# Math-SLM: Efficient Training of a Small Math Reasoning Model in 3.5 Hours

> The math-slm project demonstrates how to fine-tune the math reasoning ability of DeepSeek-R1-Distill-Qwen-7B in just 3.5 hours using 8 H100 GPUs, adopting a combined strategy of SFT+DPO+LoRA, providing an efficient solution for model training in resource-constrained scenarios.

- 板块: [Openclaw Llm](https://www.zingnex.cn/en/forum/board/openclaw-llm)
- 发布时间: 2026-05-07T09:07:04.000Z
- 最近活动: 2026-05-24T09:19:24.448Z
- 热度: 77.0
- 关键词: 数学推理, 模型微调, LoRA, DPO, SFT, DeepSeek, 高效训练
- 页面链接: https://www.zingnex.cn/en/forum/thread/math-slm-3-5
- Canonical: https://www.zingnex.cn/forum/thread/math-slm-3-5
- Markdown 来源: floors_fallback

---

## [Introduction] Math-SLM: Efficient Training of a Small Math Reasoning Model in 3.5 Hours

This project was published by debtirthasaha on GitHub (link: https://github.com/debtirthasaha/math-slm), demonstrating how to fine-tune the math reasoning ability of DeepSeek-R1-Distill-Qwen-7B in just 3.5 hours using 8 H100 GPUs. The core strategy is a combination of SFT (Supervised Fine-Tuning) + DPO (Direct Preference Optimization) + LoRA (Low-Rank Adaptation), providing an efficient solution for model training in resource-constrained scenarios.

## Project Background and Motivation

Math reasoning is one of the core capability challenges for large language models. Closed-source models like GPT-4 and Claude perform well, but the open-source community needs to explore efficient paths for small models under limited resources. Although DeepSeek-R1-Distill-Qwen-7B has strong reasoning capabilities, traditional full-parameter fine-tuning is costly and has strict hardware requirements. This project aims to significantly reduce training costs while maintaining performance through a combined strategy.

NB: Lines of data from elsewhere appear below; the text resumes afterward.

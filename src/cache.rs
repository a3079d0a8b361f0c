//! Extraction cache.
//!
//! The extractor's JSON output is kept per store key, either plain
//! (`<dir>/<key>.json`) or gzip-compressed (`<dir>/<key>.json.gz`). A cached
//! document only counts as a hit if every required feature field is present;
//! anything else is treated as absent.

use flate2::read::GzDecoder;
use flate2::write::GzEncoder;
use flate2::Compression;
use serde_json::Value;
use std::fs::File;
use std::io::{BufReader, BufWriter, Read, Write};
use std::path::{Path, PathBuf};
use thiserror::Error;

use crate::models::FeatureVector;

#[derive(Debug, Error)]
pub enum CacheError {
    #[error("I/O error on {path}: {source}")]
    Io {
        path: PathBuf,
        #[source]
        source: std::io::Error,
    },
}

/// JSON pointers to the score fields, in `FeatureVector` order.
const SCORE_POINTERS: [&str; 11] = [
    "/highlevel/danceability/all/danceable",
    "/highlevel/mood_aggressive/all/aggressive",
    "/highlevel/mood_electronic/all/electronic",
    "/highlevel/mood_acoustic/all/acoustic",
    "/highlevel/mood_happy/all/happy",
    "/highlevel/mood_party/all/party",
    "/highlevel/mood_relaxed/all/relaxed",
    "/highlevel/mood_sad/all/sad",
    "/highlevel/timbre/all/dark",
    "/highlevel/tonal_atonal/all/tonal",
    "/highlevel/voice_instrumental/all/voice",
];

const BPM_POINTER: &str = "/rhythm/bpm";

/// Pull the feature vector out of an extractor document.
/// `None` if it is not JSON or any required field is missing or non-numeric.
pub fn parse_features<R: Read>(reader: R) -> Option<FeatureVector> {
    let doc: Value = serde_json::from_reader(reader).ok()?;
    let score = |i: usize| doc.pointer(SCORE_POINTERS[i]).and_then(Value::as_f64);

    Some(FeatureVector {
        danceable: score(0)?,
        aggressive: score(1)?,
        electronic: score(2)?,
        acoustic: score(3)?,
        happy: score(4)?,
        party: score(5)?,
        relaxed: score(6)?,
        sad: score(7)?,
        dark: score(8)?,
        tonal: score(9)?,
        voice: score(10)?,
        bpm: doc.pointer(BPM_POINTER).and_then(Value::as_f64)? as i64,
    })
}

/// Parse a plain JSON file; unreadable files count as malformed.
pub fn read_features(path: &Path) -> Option<FeatureVector> {
    let file = File::open(path).ok()?;
    parse_features(BufReader::new(file))
}

/// Parse a gzip-compressed JSON file.
pub fn read_features_gz(path: &Path) -> Option<FeatureVector> {
    let file = File::open(path).ok()?;
    parse_features(BufReader::new(GzDecoder::new(file)))
}

/// Compress `plain` to `<plain>.gz` and remove the plain file.
/// On failure the partial archive is removed and the plain file kept.
pub fn compress_in_place(plain: &Path) -> Result<PathBuf, CacheError> {
    let gz = gz_path_for(plain);
    let io_err = |path: &Path| {
        let path = path.to_path_buf();
        move |source| CacheError::Io { path, source }
    };

    let write = || -> Result<(), CacheError> {
        let mut input = File::open(plain).map_err(io_err(plain))?;
        let output = File::create(&gz).map_err(io_err(&gz))?;
        let mut encoder = GzEncoder::new(BufWriter::new(output), Compression::default());
        std::io::copy(&mut input, &mut encoder).map_err(io_err(&gz))?;
        encoder
            .finish()
            .and_then(|mut w| w.flush())
            .map_err(io_err(&gz))?;
        Ok(())
    };

    if let Err(e) = write() {
        let _ = std::fs::remove_file(&gz);
        return Err(e);
    }
    std::fs::remove_file(plain).map_err(io_err(plain))?;
    Ok(gz)
}

fn gz_path_for(plain: &Path) -> PathBuf {
    let mut name = plain.as_os_str().to_owned();
    name.push(".gz");
    PathBuf::from(name)
}

/// Where a fresh extraction should be written, and what happens to it after.
#[derive(Clone, Debug, PartialEq)]
pub enum OutputTarget {
    /// Inside the persistent cache; compressed after parsing.
    Cached(PathBuf),
    /// Scratch file; deleted after parsing.
    Scratch(PathBuf),
}

impl OutputTarget {
    pub fn path(&self) -> &Path {
        match self {
            OutputTarget::Cached(p) | OutputTarget::Scratch(p) => p,
        }
    }
}

/// Two-tier (plain, gzip) cache of extractor output.
#[derive(Clone, Debug)]
pub struct ExtractionCache {
    dir: Option<PathBuf>,
}

impl ExtractionCache {
    pub fn new(dir: Option<&Path>) -> Self {
        Self {
            dir: dir.map(Path::to_path_buf),
        }
    }

    pub fn is_persistent(&self) -> bool {
        self.dir.is_some()
    }

    pub fn plain_path(&self, key: &str) -> Option<PathBuf> {
        self.dir.as_ref().map(|d| d.join(format!("{}.json", key)))
    }

    pub fn gz_path(&self, key: &str) -> Option<PathBuf> {
        self.dir.as_ref().map(|d| d.join(format!("{}.json.gz", key)))
    }

    /// Cached features for `key`: plain file first, then the gzip form.
    pub fn lookup(&self, key: &str) -> Option<FeatureVector> {
        let plain = self.plain_path(key)?;
        if plain.exists() {
            if let Some(features) = read_features(&plain) {
                return Some(features);
            }
        }
        let gz = self.gz_path(key)?;
        if gz.exists() {
            return read_features_gz(&gz);
        }
        None
    }

    /// Choose (and prepare) the extractor output location for a job.
    /// A stale plain cache file is removed so a missing output is detectable.
    pub fn output_target(
        &self,
        key: &str,
        idx: usize,
        scratch: &Path,
    ) -> Result<OutputTarget, CacheError> {
        match self.plain_path(key) {
            Some(plain) => {
                if let Some(parent) = plain.parent() {
                    std::fs::create_dir_all(parent).map_err(|source| CacheError::Io {
                        path: parent.to_path_buf(),
                        source,
                    })?;
                }
                if plain.exists() {
                    let _ = std::fs::remove_file(&plain);
                }
                Ok(OutputTarget::Cached(plain))
            }
            None => Ok(OutputTarget::Scratch(scratch.join(format!("essentia-{}.json", idx)))),
        }
    }

    /// Parse a fresh extraction and settle its file: compress cached output
    /// (best-effort), delete scratch output. Malformed output is deleted.
    pub fn absorb(&self, target: &OutputTarget) -> Option<FeatureVector> {
        let features = read_features(target.path());
        match (target, &features) {
            (OutputTarget::Cached(path), Some(_)) => {
                if let Err(e) = compress_in_place(path) {
                    tracing::debug!("Leaving {} uncompressed: {}", path.display(), e);
                }
            }
            (OutputTarget::Cached(path), None) | (OutputTarget::Scratch(path), _) => {
                let _ = std::fs::remove_file(path);
            }
        }
        features
    }
}

/// Serialize a feature vector in the extractor's nested layout.
/// Used to seed caches and by test fixtures.
pub fn features_to_json(f: &FeatureVector) -> Value {
    serde_json::json!({
        "highlevel": {
            "danceability": {"all": {"danceable": f.danceable}},
            "mood_aggressive": {"all": {"aggressive": f.aggressive}},
            "mood_electronic": {"all": {"electronic": f.electronic}},
            "mood_acoustic": {"all": {"acoustic": f.acoustic}},
            "mood_happy": {"all": {"happy": f.happy}},
            "mood_party": {"all": {"party": f.party}},
            "mood_relaxed": {"all": {"relaxed": f.relaxed}},
            "mood_sad": {"all": {"sad": f.sad}},
            "timbre": {"all": {"dark": f.dark}},
            "tonal_atonal": {"all": {"tonal": f.tonal}},
            "voice_instrumental": {"all": {"voice": f.voice}},
        },
        "rhythm": {"bpm": f.bpm as f64},
    })
}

## Analysis of Core Technical Solutions

1. **LoRA**: Applied to the projection matrix of the attention layer, keeping the original model weights unchanged while only training a small number of low-rank matrices, significantly reducing the number of parameters and computational overhead; 2. **SFT**: Using high-quality math instruction datasets to enable the model to learn standard problem-solving steps and logical chains; 3. **DPO**: Learning directly from preference data, simplifying the process and improving output accuracy and readability.

## Training Efficiency Optimization Strategies

1. **Distributed Parallelism**: Combining data parallelism (each GPU processes different batches) and model parallelism (addressing single-card memory limitations) to fully utilize 8 H100 GPUs; 2. **Mixed Precision Training**: Using FP16/BF16 to reduce memory usage and computation time, with gradient accumulation to balance batch size; 3. **Efficient Data Processing**: Optimizing tokenization and batch processing to minimize I/O waiting and ensure GPU is fully utilized for computation.

## Model Performance and Evaluation

The trained model has been released on Hugging Face (MR0b0t/math-slm-sft-dpo-v5). Although there are no detailed benchmark scores, the expected performance includes: basic arithmetic/algebra can accurately perform multi-step calculations; geometry/probability can convert natural language into expressions and apply theorems; complex reasoning can generate step-by-step processes with interpretability.

## Practical Value and Application Scenarios

- Researchers/Developers: A reproducible and efficient training template that can be extended to larger models or other reasoning domains; - Resource-Constrained Teams: Proves that competitive specialized models can be trained with low resources; - EdTech: Suitable for intelligent tutoring, automatic grading, and personalized recommendations, with better accuracy and consistency.

## Limitations and Future Directions

**Limitations**: Domain specificity (only math reasoning), scale limitations (7B models struggle with advanced math), data dependency (data sources and filtering not disclosed); **Future**: Expand to larger models (14B/32B), cover more math domains (advanced/competition math), explore more efficient algorithms (QLoRA/DoRA, etc.).